=== TASK GOAL ===
Please copy out each line of the listing that contains the word "application".

=== DATA EXTRACT ===
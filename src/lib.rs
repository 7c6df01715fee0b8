//! Payment Gateway Callback Service
//!
//! HTTP service that sells access through a hosted payment gateway: a chat
//! dispatcher initiates payments over a small authenticated API, the buyer
//! pays on the gateway's checkout page, and the gateway reports progress
//! through signed prepare/complete callbacks. This crate owns the order
//! records, drives each one through its state machine, and flips the
//! buyer's access flag when the money lands.
//!
//! # Architecture
//!
//! - **Web Framework**: Axum (async HTTP server)
//! - **Database**: PostgreSQL with sqlx behind narrow store traits
//! - **Callback trust**: per-request HMAC-SHA256 signatures
//! - **Internal API trust**: configured key with SHA-256 digest compare
//! - **Format**: JSON requests/responses
//!
//! # Callback guarantees
//!
//! Callbacks may arrive out of order, duplicated, or forged. The engine
//! answers every delivery with a numeric gateway code, replays settled
//! outcomes byte-identically, and never moves a payment out of a terminal
//! status.

pub mod config;
pub mod db;
pub mod error;
pub mod handlers;
pub mod middleware;
pub mod models;
pub mod services;
pub mod store;

use std::sync::Arc;

use axum::{
    Router, middleware as axum_middleware,
    routing::{get, post},
};
use tower_http::trace::TraceLayer;
use url::Url;

use crate::services::access_service::{AccessGrantNotifier, TelegramNotifier};
use crate::services::gateway_service::GatewayService;
use crate::services::payment_service::PaymentService;
use crate::services::signature::SignatureValidator;
use crate::store::{PaymentStore, UserStore};

/// Shared application state handed to every handler.
///
/// Built once at startup over the Postgres stores; tests build it over the
/// in-memory stores instead.
#[derive(Clone)]
pub struct AppState {
    /// Callback protocol engine
    pub gateway: Arc<GatewayService>,
    /// Payment initiation and status lookup
    pub payments: Arc<PaymentService>,
    /// Kept directly for the health check's `ping`
    pub payment_store: Arc<dyn PaymentStore>,
    /// Hex SHA-256 digest of the internal API key
    pub api_key_hash: String,
}

impl AppState {
    /// Wire up services over the given stores.
    ///
    /// Spawns the access grant retry worker, so this must run inside a
    /// tokio runtime.
    pub fn new(
        payment_store: Arc<dyn PaymentStore>,
        user_store: Arc<dyn UserStore>,
        validator: SignatureValidator,
        checkout_base: Url,
        api_key: &str,
        telegram: Option<TelegramNotifier>,
    ) -> Self {
        let service_id = validator.service_id();
        let notifier = Arc::new(AccessGrantNotifier::new(Arc::clone(&user_store), telegram));
        let gateway = Arc::new(GatewayService::new(
            Arc::clone(&payment_store),
            validator,
            notifier,
        ));
        let payments = Arc::new(PaymentService::new(
            Arc::clone(&payment_store),
            user_store,
            checkout_base,
            service_id,
        ));

        Self {
            gateway,
            payments,
            payment_store,
            api_key_hash: middleware::auth::digest(api_key),
        }
    }
}

/// Build the application router.
///
/// # Routes
///
/// - `GET /health` - public
/// - `POST /webhook/gateway` and `POST /api/gateway` - gateway callbacks,
///   authenticated by the callback signature itself
/// - `POST /api/v1/payments`, `GET /api/v1/payments/{id}` - internal API
///   behind bearer-key auth
pub fn router(state: AppState) -> Router {
    // Internal routes for the chat dispatcher
    let authenticated_routes = Router::new()
        .route("/api/v1/payments", post(handlers::payments::create_payment))
        .route(
            "/api/v1/payments/{id}",
            get(handlers::payments::get_payment),
        )
        // Apply authentication middleware to all routes in this group
        .route_layer(axum_middleware::from_fn_with_state(
            state.clone(),
            middleware::auth::auth_middleware,
        ));

    Router::new()
        // Public routes (no bearer auth)
        .route("/health", get(handlers::health::health_check))
        .route(
            "/webhook/gateway",
            post(handlers::gateway::gateway_callback),
        )
        .route("/api/gateway", post(handlers::gateway::gateway_callback))
        // Merge authenticated routes
        .merge(authenticated_routes)
        // Request tracing for observability
        .layer(TraceLayer::new_for_http())
        .with_state(state)
}
//! Payment data model and status lifecycle.
//!
//! This module defines:
//! - `Payment`: Database entity for one expected charge
//! - `PaymentStatus`: The four lifecycle states and the legal transitions
//! - `NewPayment`: Insert data for payment creation

use chrono::{DateTime, Utc};
use serde::{Deserialize, Serialize};
use serde_json::json;
use uuid::Uuid;

/// Lifecycle state of a payment.
///
/// Stored as lowercase text in the `status` column. The lifecycle is
/// deliberately small:
///
/// ```text
/// pending ──> paid
///    ├──────> failed
///    └──────> cancelled
/// ```
///
/// `paid`, `failed` and `cancelled` are terminal. A record that reached a
/// terminal state never changes status again; duplicate gateway callbacks
/// are answered from the stored record instead.
#[derive(Debug, Clone, Copy, PartialEq, Eq, Serialize, Deserialize, sqlx::Type)]
#[serde(rename_all = "lowercase")]
#[sqlx(rename_all = "lowercase")]
pub enum PaymentStatus {
    /// Created, waiting for the gateway to call back
    Pending,
    /// Money captured, access granted (or being granted)
    Paid,
    /// Gateway reported the charge as declined
    Failed,
    /// Payer abandoned or cancelled the charge
    Cancelled,
}

impl PaymentStatus {
    /// Lowercase text form, matching the database representation.
    pub fn as_str(&self) -> &'static str {
        match self {
            PaymentStatus::Pending => "pending",
            PaymentStatus::Paid => "paid",
            PaymentStatus::Failed => "failed",
            PaymentStatus::Cancelled => "cancelled",
        }
    }

    /// True for every state except `Pending`.
    pub fn is_terminal(&self) -> bool {
        !matches!(self, PaymentStatus::Pending)
    }

    /// The full transition table. Everything not listed here is illegal.
    pub fn can_transition_to(&self, next: PaymentStatus) -> bool {
        matches!(
            (self, next),
            (PaymentStatus::Pending, PaymentStatus::Paid)
                | (PaymentStatus::Pending, PaymentStatus::Failed)
                | (PaymentStatus::Pending, PaymentStatus::Cancelled)
        )
    }
}

/// Represents a payment record from the database.
///
/// # Database Table
///
/// Maps to the `payments` table. Each payment:
/// - Belongs to one user (via `user_id`)
/// - Carries the expected amount in minor currency units (never floats)
/// - Is found by the gateway through `order_ref`, and once prepared also
///   through the `(order_ref, gateway_tx_id)` pair
///
/// # Immutable Fields
///
/// `id`, `order_ref`, `user_id` and `amount` never change after insert.
/// `gateway_tx_id` is written exactly once, by the first accepted prepare
/// callback. Only `status`, `merchant_ref_id`, `metadata` and `updated_at`
/// move after that.
#[derive(Debug, Clone, sqlx::FromRow, Serialize)]
pub struct Payment {
    /// Unique identifier for this payment
    ///
    /// Also echoed back to the gateway as `merchant_prepare_id` /
    /// `merchant_confirm_id` in callback responses.
    pub id: Uuid,

    /// Externally visible order reference
    ///
    /// Generated at initiation and embedded in the checkout link. The
    /// gateway carries it back as `merchant_trans_id` on every callback.
    pub order_ref: String,

    /// User who initiated this payment
    pub user_id: Uuid,

    /// Expected amount in minor currency units
    ///
    /// Every callback must present exactly this amount or it is rejected.
    pub amount: i64,

    /// Current lifecycle state
    pub status: PaymentStatus,

    /// Gateway-issued transaction id
    ///
    /// `None` until a prepare callback is accepted. Once set, a callback
    /// carrying a different id for the same order is a distinct gateway
    /// transaction and is rejected rather than merged.
    pub gateway_tx_id: Option<String>,

    /// The `merchant_prepare_id` the gateway echoed in its complete callback
    pub merchant_ref_id: Option<String>,

    /// Append-only audit trail of accepted callbacks (JSON array)
    ///
    /// Grows only on mutating transitions. Replayed callbacks leave it
    /// untouched.
    pub metadata: serde_json::Value,

    /// When the payment was created
    pub created_at: DateTime<Utc>,

    /// Bumped by every mutating write
    pub updated_at: DateTime<Utc>,
}

/// Insert data for a new payment. Status starts as `pending` and the
/// audit trail starts empty.
#[derive(Debug, Clone)]
pub struct NewPayment {
    pub order_ref: String,
    pub user_id: Uuid,
    pub amount: i64,
}

/// Build one audit entry for the payment's `metadata` trail.
///
/// Returned as a single-element JSON array so that appending with the
/// JSONB `||` operator (or the in-memory equivalent) extends the trail.
pub fn audit_entry(event: &str, gateway_tx_id: &str, detail: &str) -> serde_json::Value {
    json!([{
        "event": event,
        "gateway_tx_id": gateway_tx_id,
        "detail": detail,
        "received_at": Utc::now(),
    }])
}

#[cfg(test)]
mod tests {
    use super::*;

    #[test]
    fn pending_reaches_every_terminal_state() {
        assert!(PaymentStatus::Pending.can_transition_to(PaymentStatus::Paid));
        assert!(PaymentStatus::Pending.can_transition_to(PaymentStatus::Failed));
        assert!(PaymentStatus::Pending.can_transition_to(PaymentStatus::Cancelled));
    }

    #[test]
    fn terminal_states_allow_no_transitions() {
        let all = [
            PaymentStatus::Pending,
            PaymentStatus::Paid,
            PaymentStatus::Failed,
            PaymentStatus::Cancelled,
        ];
        for from in [
            PaymentStatus::Paid,
            PaymentStatus::Failed,
            PaymentStatus::Cancelled,
        ] {
            for to in all {
                assert!(!from.can_transition_to(to), "{from:?} -> {to:?} must be illegal");
            }
        }
    }

    #[test]
    fn pending_cannot_loop_to_itself() {
        assert!(!PaymentStatus::Pending.can_transition_to(PaymentStatus::Pending));
    }

    #[test]
    fn terminal_flag_matches_table() {
        assert!(!PaymentStatus::Pending.is_terminal());
        assert!(PaymentStatus::Paid.is_terminal());
        assert!(PaymentStatus::Failed.is_terminal());
        assert!(PaymentStatus::Cancelled.is_terminal());
    }

    #[test]
    fn audit_entries_are_single_element_arrays() {
        let entry = audit_entry("prepare", "gtx-1", "gateway id bound");
        let array = entry.as_array().expect("audit entry must be an array");
        assert_eq!(array.len(), 1);
        assert_eq!(array[0]["event"], "prepare");
        assert_eq!(array[0]["gateway_tx_id"], "gtx-1");
    }
}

=== EXERCISE SOLUTION ===
/// Shared application state handed to every handler.
/// Build the application router.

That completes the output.